**Task instructions**
What you return should match the data below exactly, line for line.

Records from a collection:

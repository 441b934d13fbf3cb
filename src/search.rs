//! The `wrag search` command: ask a question, print a graded, cited answer.

use anyhow::{anyhow, Result};

use wellness_rag_core::models::{
    parse_publication_date, DateRange, QueryResult, SearchFilters, SearchRequest, StudyType,
};

use crate::config::Config;
use crate::pipeline::{self, Usage};

/// Filter flags as given on the command line.
#[derive(Debug, Default, Clone)]
pub struct FilterArgs {
    pub study_types: Vec<String>,
    pub since: Option<String>,
    pub until: Option<String>,
    pub min_sample_size: Option<u32>,
    pub exclude_conflicts: bool,
}

impl FilterArgs {
    pub fn into_filters(self) -> Result<SearchFilters> {
        let study_types = self
            .study_types
            .iter()
            .map(|s| s.parse::<StudyType>().map_err(|e| anyhow!(e)))
            .collect::<Result<Vec<_>>>()?;

        let start = parse_bound(self.since.as_deref(), "--since")?;
        let end = parse_bound(self.until.as_deref(), "--until")?;
        let date_range = if start.is_some() || end.is_some() {
            Some(DateRange { start, end })
        } else {
            None
        };

        Ok(SearchFilters {
            study_types,
            date_range,
            min_sample_size: self.min_sample_size,
            exclude_conflicts: self.exclude_conflicts,
        })
    }
}

fn parse_bound(raw: Option<&str>, flag: &str) -> Result<Option<chrono::NaiveDate>> {
    match raw {
        None => Ok(None),
        Some(s) => parse_publication_date(s)
            .map(Some)
            .ok_or_else(|| anyhow!("Invalid {} date '{}': expected YYYY-MM-DD, YYYY-MM or YYYY", flag, s)),
    }
}

pub async fn run_search(
    config: &Config,
    query: &str,
    limit: Option<usize>,
    filters: FilterArgs,
    json: bool,
) -> Result<()> {
    let request = SearchRequest {
        query: query.to_string(),
        limit,
        filters: filters.into_filters()?,
    };

    let pipeline = pipeline::open(config, Usage::Querying).await?;
    // Reject bad requests before any provider call
    pipeline.validate_request(&request)?;
    let result = pipeline.search(&request).await?;
    pipeline.store().pool().close().await;

    if json {
        println!("{}", serde_json::to_string_pretty(&result)?);
    } else {
        print_result(&result);
    }
    Ok(())
}

fn print_result(result: &QueryResult) {
    println!("{}", result.answer);
    println!();
    println!(
        "Evidence: {} (score {}/100)",
        result.evidence.strength, result.evidence.score
    );
    println!("  {}", result.evidence.reasoning);
    if let Some(model) = &result.model_grade {
        println!("Model estimate: {} (score {}/100)", model.strength, model.score);
    }

    if !result.citations.is_empty() {
        println!();
        println!("Sources:");
        for citation in &result.citations {
            let title = result
                .documents
                .iter()
                .find(|d| d.id == citation.document_id)
                .map_or("(unknown document)", |d| d.title.as_str());
            println!("  [{}] {}", citation.position, title);
            println!("      {}", citation.text);
        }
    }

    let meta = &result.search_metadata;
    println!();
    println!(
        "{} matches, {} ms (embed {} ms, retrieve {} ms, generate {} ms)",
        meta.total_results,
        meta.search_time_ms,
        meta.embedding_time_ms,
        meta.retrieval_time_ms,
        meta.generation_time_ms
    );
}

**Finished task**
repository 441b934d13fbf3cb
filename src/search.rs
//! The `wrag search` command: ask a question, print a graded, cited answer.

use anyhow::{anyhow, Result};

use wellness_rag_core::models::{
    parse_publication_date, DateRange, QueryResult, SearchFilters, SearchRequest, StudyType,
};

use crate::config::Config;
use crate::pipeline::{self, Usage};

/// Filter flags as given on the command line.
#[derive(Debug, Default, Clone)]
pub struct FilterArgs {
    pub study_types: Vec<String>,
    pub since: Option<String>,
    pub until: Option<String>,
    pub min_sample_size: Option<u32>,
    pub exclude_conflicts: bool,
}

impl FilterArgs {
    pub fn into_filters(self) -> Result<SearchFilters> {
        let study_types = self
            .study_types
            .iter()
            .map(|s| s.parse::<StudyType>().map_err(|e| anyhow!(e)))
            .collect::<Result<Vec<_>>>()?;

        let start = parse_bound(self.since.as_deref(), "--since")?;
        let end = parse_bound(self.until.as_deref(), "--until")?;
        let date_range = if start.is_some() || end.is_some() {
            Some(DateRange { start, end })
        } else {
            None
        };

        Ok(SearchFilters {
            study_types,
            date_range,
            min_sample_size: self.min_sample_size,
            exclude_conflicts: self.exclude_conflicts,
        })
    }
}

fn parse_bound(raw: Option<&str>, flag: &str) -> Result<Option<chrono::NaiveDate>> {
    match raw {
        None => Ok(None),
        Some(s) => parse_publication_date(s)
            .map(Some)
            .ok_or_else(|| anyhow!("Invalid {} date '{}': expected YYYY-MM-DD, YYYY-MM or YYYY", flag, s)),
    }
}

pub async fn run_search(
    config: &Config,
    query: &str,
    limit: Option<usize>,
    filters: FilterArgs,
    json: bool,
) -> Result<()> {
    let request = SearchRequest {
        query: query.to_string(),
        limit,
        filters: filters.into_filters()?,
    };

    let pipeline = pipeline::open(config, Usage::Querying).await?;
    // Reject bad requests before any provider call
    pipeline.validate_request(&request)?;
    let result = pipeline.search(&request).await?;
    pipeline.store().pool().close().await;

    if json {
        println!("{}", serde_json::to_string_pretty(&result)?);
    } else {
        print_result(&result);
    }
    Ok(())
}

fn print_result(result: &QueryResult) {
    println!("{}", result.answer);
    println!();
    println!(
        "Evidence: {} (score {}/100)",
        result.evidence.strength, result.evidence.score
    );
    println!("  {}", result.evidence.reasoning);
    if let Some(model) = &result.model_grade {
        println!("Model estimate: {} (score {}/100)", model.strength, model.score);
    }

    if !result.citations.is_empty() {
        println!();
        println!("Sources:");
        for citation in &result.citations {
            let title = result
                .documents
                .iter()
                .find(|d| d.id == citation.document_id)
                .map_or("(unknown document)", |d| d.title.as_str());
            println!("  [{}] {}", citation.position, title);
            println!("      {}", citation.text);
        }
    }

    let meta = &result.search_metadata;
    println!();
    println!(
        "{} matches, {} ms (embed {} ms, retrieve {} ms, generate {} ms)",
        meta.total_results,
        meta.search_time_ms,
        meta.embedding_time_ms,
        meta.retrieval_time_ms,
        meta.generation_time_ms
    );
}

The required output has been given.